### PROBLEM TO WORK ON:
Please copy, character for character, each line from the beginning of the listing to the line containing "pub struct DeviceFilter", including both.

### RECORDS FOR THIS TASK:
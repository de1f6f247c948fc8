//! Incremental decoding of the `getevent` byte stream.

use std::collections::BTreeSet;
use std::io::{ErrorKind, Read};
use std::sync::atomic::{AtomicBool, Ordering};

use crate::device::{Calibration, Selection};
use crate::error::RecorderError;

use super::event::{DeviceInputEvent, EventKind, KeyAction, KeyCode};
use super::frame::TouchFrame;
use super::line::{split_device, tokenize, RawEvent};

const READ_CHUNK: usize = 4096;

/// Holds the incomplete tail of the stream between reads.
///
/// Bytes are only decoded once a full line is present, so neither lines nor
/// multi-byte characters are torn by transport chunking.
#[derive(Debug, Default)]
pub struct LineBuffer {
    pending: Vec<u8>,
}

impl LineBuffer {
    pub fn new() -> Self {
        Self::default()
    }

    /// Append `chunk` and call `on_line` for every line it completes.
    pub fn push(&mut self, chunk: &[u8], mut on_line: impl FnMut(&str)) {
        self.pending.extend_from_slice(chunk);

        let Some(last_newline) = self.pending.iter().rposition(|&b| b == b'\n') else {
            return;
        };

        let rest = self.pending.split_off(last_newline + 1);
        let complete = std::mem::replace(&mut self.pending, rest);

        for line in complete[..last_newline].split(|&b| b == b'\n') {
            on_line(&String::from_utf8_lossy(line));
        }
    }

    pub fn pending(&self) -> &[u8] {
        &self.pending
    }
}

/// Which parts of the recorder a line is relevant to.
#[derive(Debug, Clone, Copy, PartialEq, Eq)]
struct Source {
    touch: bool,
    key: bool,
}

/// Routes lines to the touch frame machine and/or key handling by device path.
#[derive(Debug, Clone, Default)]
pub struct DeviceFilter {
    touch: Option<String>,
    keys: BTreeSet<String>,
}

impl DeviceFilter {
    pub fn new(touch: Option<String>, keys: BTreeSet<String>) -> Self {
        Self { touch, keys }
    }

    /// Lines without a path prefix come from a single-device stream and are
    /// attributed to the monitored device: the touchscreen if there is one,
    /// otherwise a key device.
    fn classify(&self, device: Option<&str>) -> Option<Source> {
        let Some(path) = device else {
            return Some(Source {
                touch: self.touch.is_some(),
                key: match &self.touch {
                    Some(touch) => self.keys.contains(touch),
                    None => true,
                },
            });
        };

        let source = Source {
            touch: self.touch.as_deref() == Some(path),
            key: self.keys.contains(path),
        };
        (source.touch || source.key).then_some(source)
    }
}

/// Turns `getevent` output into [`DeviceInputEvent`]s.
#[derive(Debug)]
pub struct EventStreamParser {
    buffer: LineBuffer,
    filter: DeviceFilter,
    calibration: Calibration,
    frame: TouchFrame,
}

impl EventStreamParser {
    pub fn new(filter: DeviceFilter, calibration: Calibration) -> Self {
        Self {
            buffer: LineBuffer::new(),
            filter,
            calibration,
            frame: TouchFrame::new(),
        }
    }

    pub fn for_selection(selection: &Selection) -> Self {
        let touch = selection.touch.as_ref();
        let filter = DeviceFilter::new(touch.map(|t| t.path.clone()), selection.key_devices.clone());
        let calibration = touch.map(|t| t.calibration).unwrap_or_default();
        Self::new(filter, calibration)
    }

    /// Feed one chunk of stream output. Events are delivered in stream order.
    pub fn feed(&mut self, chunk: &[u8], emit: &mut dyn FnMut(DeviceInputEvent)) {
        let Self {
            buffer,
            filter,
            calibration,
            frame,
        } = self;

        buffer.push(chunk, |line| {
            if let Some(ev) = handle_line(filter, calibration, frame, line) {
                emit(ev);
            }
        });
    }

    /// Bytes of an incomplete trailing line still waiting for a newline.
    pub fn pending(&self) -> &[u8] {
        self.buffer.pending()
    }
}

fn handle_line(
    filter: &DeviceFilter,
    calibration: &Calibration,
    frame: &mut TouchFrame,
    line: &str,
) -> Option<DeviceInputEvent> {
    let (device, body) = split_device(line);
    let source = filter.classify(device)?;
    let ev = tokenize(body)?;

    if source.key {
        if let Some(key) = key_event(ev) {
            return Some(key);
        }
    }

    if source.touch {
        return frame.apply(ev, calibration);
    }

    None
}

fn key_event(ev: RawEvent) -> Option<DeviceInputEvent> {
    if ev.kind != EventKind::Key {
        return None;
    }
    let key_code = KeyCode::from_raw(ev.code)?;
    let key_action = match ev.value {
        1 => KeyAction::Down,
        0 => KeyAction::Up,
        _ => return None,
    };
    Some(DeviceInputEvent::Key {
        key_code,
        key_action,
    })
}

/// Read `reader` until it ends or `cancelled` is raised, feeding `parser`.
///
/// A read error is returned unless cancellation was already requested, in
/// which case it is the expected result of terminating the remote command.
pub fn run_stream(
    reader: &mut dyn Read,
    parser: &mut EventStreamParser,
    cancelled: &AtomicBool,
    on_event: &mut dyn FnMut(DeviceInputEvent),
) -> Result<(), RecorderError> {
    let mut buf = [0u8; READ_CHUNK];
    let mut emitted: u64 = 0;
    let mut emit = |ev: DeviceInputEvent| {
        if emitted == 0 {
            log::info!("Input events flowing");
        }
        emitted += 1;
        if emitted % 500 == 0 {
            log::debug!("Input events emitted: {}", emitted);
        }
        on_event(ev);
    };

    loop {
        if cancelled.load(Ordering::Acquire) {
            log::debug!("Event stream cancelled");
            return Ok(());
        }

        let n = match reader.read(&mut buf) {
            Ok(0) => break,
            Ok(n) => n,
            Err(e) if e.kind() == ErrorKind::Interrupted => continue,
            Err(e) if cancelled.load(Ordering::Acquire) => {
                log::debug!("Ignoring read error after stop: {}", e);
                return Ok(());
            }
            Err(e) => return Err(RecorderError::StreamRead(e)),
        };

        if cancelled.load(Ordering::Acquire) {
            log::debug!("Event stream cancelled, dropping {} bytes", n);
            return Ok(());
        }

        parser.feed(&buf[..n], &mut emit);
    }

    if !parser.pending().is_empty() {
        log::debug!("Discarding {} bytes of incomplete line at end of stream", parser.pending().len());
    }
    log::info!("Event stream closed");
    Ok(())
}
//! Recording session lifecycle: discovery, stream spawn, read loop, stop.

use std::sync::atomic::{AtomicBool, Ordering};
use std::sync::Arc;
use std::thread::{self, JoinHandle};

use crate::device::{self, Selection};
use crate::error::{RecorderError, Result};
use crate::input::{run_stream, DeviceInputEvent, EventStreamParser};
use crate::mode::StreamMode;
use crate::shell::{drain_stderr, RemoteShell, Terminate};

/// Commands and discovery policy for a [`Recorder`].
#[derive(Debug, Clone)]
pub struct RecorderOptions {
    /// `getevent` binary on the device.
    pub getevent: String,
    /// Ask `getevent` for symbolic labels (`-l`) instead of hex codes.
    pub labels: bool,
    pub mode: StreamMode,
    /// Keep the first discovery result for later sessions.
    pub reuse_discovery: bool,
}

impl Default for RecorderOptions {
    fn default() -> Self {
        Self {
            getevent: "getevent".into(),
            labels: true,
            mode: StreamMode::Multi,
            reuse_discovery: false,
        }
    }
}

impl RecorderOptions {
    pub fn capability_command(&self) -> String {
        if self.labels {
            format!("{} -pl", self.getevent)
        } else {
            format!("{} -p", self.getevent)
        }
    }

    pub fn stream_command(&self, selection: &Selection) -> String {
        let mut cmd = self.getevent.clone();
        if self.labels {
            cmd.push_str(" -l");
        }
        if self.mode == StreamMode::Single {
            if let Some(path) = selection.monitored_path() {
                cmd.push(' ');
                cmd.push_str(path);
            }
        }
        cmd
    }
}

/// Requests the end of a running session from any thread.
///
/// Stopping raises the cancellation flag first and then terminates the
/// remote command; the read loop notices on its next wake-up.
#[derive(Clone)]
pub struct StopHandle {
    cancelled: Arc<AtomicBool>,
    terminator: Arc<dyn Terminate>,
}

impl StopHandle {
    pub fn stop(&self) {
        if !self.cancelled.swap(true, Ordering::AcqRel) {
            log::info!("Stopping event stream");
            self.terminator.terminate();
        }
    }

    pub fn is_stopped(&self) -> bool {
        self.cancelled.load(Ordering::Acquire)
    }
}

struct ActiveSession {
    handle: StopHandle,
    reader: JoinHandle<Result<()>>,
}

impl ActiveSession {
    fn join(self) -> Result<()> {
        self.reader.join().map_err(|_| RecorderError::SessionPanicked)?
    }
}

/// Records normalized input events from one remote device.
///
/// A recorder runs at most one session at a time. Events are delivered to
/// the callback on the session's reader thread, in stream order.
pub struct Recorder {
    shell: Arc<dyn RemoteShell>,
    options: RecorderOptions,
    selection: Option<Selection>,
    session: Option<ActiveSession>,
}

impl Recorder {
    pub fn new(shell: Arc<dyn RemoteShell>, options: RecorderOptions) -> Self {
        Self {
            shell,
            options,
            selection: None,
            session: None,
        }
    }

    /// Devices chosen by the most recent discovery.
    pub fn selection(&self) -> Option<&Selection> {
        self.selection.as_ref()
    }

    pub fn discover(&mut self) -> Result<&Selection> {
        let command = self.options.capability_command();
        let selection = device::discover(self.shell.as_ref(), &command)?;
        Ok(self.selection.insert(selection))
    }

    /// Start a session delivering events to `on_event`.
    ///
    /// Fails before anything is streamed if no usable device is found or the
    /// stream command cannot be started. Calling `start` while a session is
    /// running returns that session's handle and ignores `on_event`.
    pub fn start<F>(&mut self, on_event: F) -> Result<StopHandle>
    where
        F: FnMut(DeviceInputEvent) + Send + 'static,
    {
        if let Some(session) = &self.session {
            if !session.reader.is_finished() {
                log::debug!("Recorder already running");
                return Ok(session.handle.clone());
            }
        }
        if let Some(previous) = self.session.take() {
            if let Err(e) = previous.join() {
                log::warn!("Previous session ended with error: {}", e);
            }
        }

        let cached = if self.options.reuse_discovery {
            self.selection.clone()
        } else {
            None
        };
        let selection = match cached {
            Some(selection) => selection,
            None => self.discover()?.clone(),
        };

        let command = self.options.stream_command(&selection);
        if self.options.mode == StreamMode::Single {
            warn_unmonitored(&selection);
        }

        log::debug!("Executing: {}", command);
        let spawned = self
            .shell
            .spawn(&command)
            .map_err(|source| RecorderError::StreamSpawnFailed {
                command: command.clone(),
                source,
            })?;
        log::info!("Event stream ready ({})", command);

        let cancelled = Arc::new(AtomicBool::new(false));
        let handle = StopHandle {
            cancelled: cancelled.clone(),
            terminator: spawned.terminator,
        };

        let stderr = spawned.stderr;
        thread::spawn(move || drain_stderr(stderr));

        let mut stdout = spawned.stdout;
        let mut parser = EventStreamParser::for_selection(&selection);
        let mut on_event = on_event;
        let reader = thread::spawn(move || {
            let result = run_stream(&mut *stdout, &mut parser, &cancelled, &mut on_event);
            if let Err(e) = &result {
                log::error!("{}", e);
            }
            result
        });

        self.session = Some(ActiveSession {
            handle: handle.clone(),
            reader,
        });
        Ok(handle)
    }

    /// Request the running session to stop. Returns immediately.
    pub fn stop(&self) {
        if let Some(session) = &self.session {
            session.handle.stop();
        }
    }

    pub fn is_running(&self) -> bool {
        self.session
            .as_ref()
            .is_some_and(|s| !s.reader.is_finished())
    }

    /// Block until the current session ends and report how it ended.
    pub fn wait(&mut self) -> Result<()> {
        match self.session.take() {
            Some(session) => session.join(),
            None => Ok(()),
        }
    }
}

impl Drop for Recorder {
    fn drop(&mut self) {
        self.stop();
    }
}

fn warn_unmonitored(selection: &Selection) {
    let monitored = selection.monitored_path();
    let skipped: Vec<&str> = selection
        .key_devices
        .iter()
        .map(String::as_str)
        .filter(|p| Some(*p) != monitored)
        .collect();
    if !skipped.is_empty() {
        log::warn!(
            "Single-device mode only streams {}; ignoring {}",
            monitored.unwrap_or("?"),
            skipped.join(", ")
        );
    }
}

### ANSWER TO THIS EXERCISE:
repository de1f6f247c948fc8
//! Incremental decoding of the `getevent` byte stream.

use std::collections::BTreeSet;
use std::io::{ErrorKind, Read};
use std::sync::atomic::{AtomicBool, Ordering};

use crate::device::{Calibration, Selection};
use crate::error::RecorderError;

use super::event::{DeviceInputEvent, EventKind, KeyAction, KeyCode};
use super::frame::TouchFrame;
use super::line::{split_device, tokenize, RawEvent};

const READ_CHUNK: usize = 4096;

/// Holds the incomplete tail of the stream between reads.
///
/// Bytes are only decoded once a full line is present, so neither lines nor
/// multi-byte characters are torn by transport chunking.
#[derive(Debug, Default)]
pub struct LineBuffer {
    pending: Vec<u8>,
}

impl LineBuffer {
    pub fn new() -> Self {
        Self::default()
    }

    /// Append `chunk` and call `on_line` for every line it completes.
    pub fn push(&mut self, chunk: &[u8], mut on_line: impl FnMut(&str)) {
        self.pending.extend_from_slice(chunk);

        let Some(last_newline) = self.pending.iter().rposition(|&b| b == b'\n') else {
            return;
        };

        let rest = self.pending.split_off(last_newline + 1);
        let complete = std::mem::replace(&mut self.pending, rest);

        for line in complete[..last_newline].split(|&b| b == b'\n') {
            on_line(&String::from_utf8_lossy(line));
        }
    }

    pub fn pending(&self) -> &[u8] {
        &self.pending
    }
}

/// Which parts of the recorder a line is relevant to.
#[derive(Debug, Clone, Copy, PartialEq, Eq)]
struct Source {
    touch: bool,
    key: bool,
}

/// Routes lines to the touch frame machine and/or key handling by device path.
#[derive(Debug, Clone, Default)]
pub struct DeviceFilter {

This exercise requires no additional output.